Activity:
State, as a single number, how many lines in the data below contain "with".

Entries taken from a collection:
━━━━━━━━━━━━━━━━
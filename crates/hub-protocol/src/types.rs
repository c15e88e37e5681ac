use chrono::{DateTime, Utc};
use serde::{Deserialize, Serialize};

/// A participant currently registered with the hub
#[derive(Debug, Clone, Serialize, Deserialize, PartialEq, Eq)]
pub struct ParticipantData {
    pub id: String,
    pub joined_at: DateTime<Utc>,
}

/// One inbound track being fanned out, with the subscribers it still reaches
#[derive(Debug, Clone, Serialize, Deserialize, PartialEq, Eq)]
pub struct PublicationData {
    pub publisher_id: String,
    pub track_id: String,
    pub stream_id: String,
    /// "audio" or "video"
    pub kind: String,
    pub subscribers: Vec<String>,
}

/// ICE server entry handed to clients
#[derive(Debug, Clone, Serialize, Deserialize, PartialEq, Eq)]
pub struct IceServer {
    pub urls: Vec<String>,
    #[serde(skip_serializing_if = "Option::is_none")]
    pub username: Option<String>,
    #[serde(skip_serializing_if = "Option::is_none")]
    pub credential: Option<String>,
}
━━━━━━━━━━━━━━━━
Answer section:
2